▶ **WHAT TO WORK ON**:
Would you write out, word for word, each line of the records below from the top through the one holding "user by email."?

▶ **DATA FOR REVIEW**:
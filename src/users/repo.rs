use anyhow::Context;
use sqlx::{PgExecutor, PgPool};

use super::repo_types::{User, UserChanges, UserId};

const USER_COLUMNS: &str = "id, email, first_name, last_name, password_hash, image_filename";

impl User {
    /// Find a user by email.
    pub async fn find_by_email(db: &PgPool, email: &str) -> anyhow::Result<Option<User>> {
        let user = sqlx::query_as::<_, User>(&format!(
            "SELECT {USER_COLUMNS} FROM users WHERE email = $1"
        ))
        .bind(email)
        .fetch_optional(db)
        .await
        .context("find user by email")?;
        Ok(user)
    }

    pub async fn find_by_id(db: impl PgExecutor<'_>, id: UserId) -> anyhow::Result<Option<User>> {
        let user = sqlx::query_as::<_, User>(&format!(
            "SELECT {USER_COLUMNS} FROM users WHERE id = $1"
        ))
        .bind(id)
        .fetch_optional(db)
        .await
        .context("find user by id")?;
        Ok(user)
    }

    /// Create a new user with hashed password.
    pub async fn create(
        db: &PgPool,
        email: &str,
        first_name: &str,
        last_name: &str,
        password_hash: &str,
    ) -> anyhow::Result<UserId> {
        let (id,) = sqlx::query_as::<_, (UserId,)>(
            r#"
            INSERT INTO users (email, first_name, last_name, password_hash)
            VALUES ($1, $2, $3, $4)
            RETURNING id
            "#,
        )
        .bind(email)
        .bind(first_name)
        .bind(last_name)
        .bind(password_hash)
        .fetch_one(db)
        .await
        .context("insert user")?;
        Ok(id)
    }

    pub async fn update(db: &PgPool, id: UserId, changes: &UserChanges) -> anyhow::Result<()> {
        sqlx::query(
            r#"
            UPDATE users
               SET email         = COALESCE($2, email),
                   first_name    = COALESCE($3, first_name),
                   last_name     = COALESCE($4, last_name),
                   password_hash = COALESCE($5, password_hash)
             WHERE id = $1
            "#,
        )
        .bind(id)
        .bind(changes.email.as_deref())
        .bind(changes.first_name.as_deref())
        .bind(changes.last_name.as_deref())
        .bind(changes.password_hash.as_deref())
        .execute(db)
        .await
        .context("update user")?;
        Ok(())
    }
}

/// Store (login) or clear (logout) the user's current credential.
pub async fn set_auth_token(db: &PgPool, id: UserId, token: Option<&str>) -> anyhow::Result<()> {
    sqlx::query("UPDATE users SET auth_token = $2 WHERE id = $1")
        .bind(id)
        .bind(token)
        .execute(db)
        .await
        .context("set auth token")?;
    Ok(())
}

pub async fn credential_is_current(db: &PgPool, id: UserId, token: &str) -> anyhow::Result<bool> {
    let (current,) = sqlx::query_as::<_, (bool,)>(
        "SELECT EXISTS (SELECT 1 FROM users WHERE id = $1 AND auth_token = $2)",
    )
    .bind(id)
    .bind(token)
    .fetch_one(db)
    .await
    .context("check current credential")?;
    Ok(current)
}

pub async fn set_image_filename(
    db: &PgPool,
    id: UserId,
    filename: Option<&str>,
) -> anyhow::Result<()> {
    sqlx::query("UPDATE users SET image_filename = $2 WHERE id = $1")
        .bind(id)
        .bind(filename)
        .execute(db)
        .await
        .context("set user image filename")?;
    Ok(())
}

▶ **WRITTEN SOLUTION**:
filename src/users/repo.rs
use anyhow::Context;
use sqlx::{PgExecutor, PgPool};

use super::repo_types::{User, UserChanges, UserId};

const USER_COLUMNS: &str = "id, email, first_name, last_name, password_hash, image_filename";

impl User {
    /// Find a user by email.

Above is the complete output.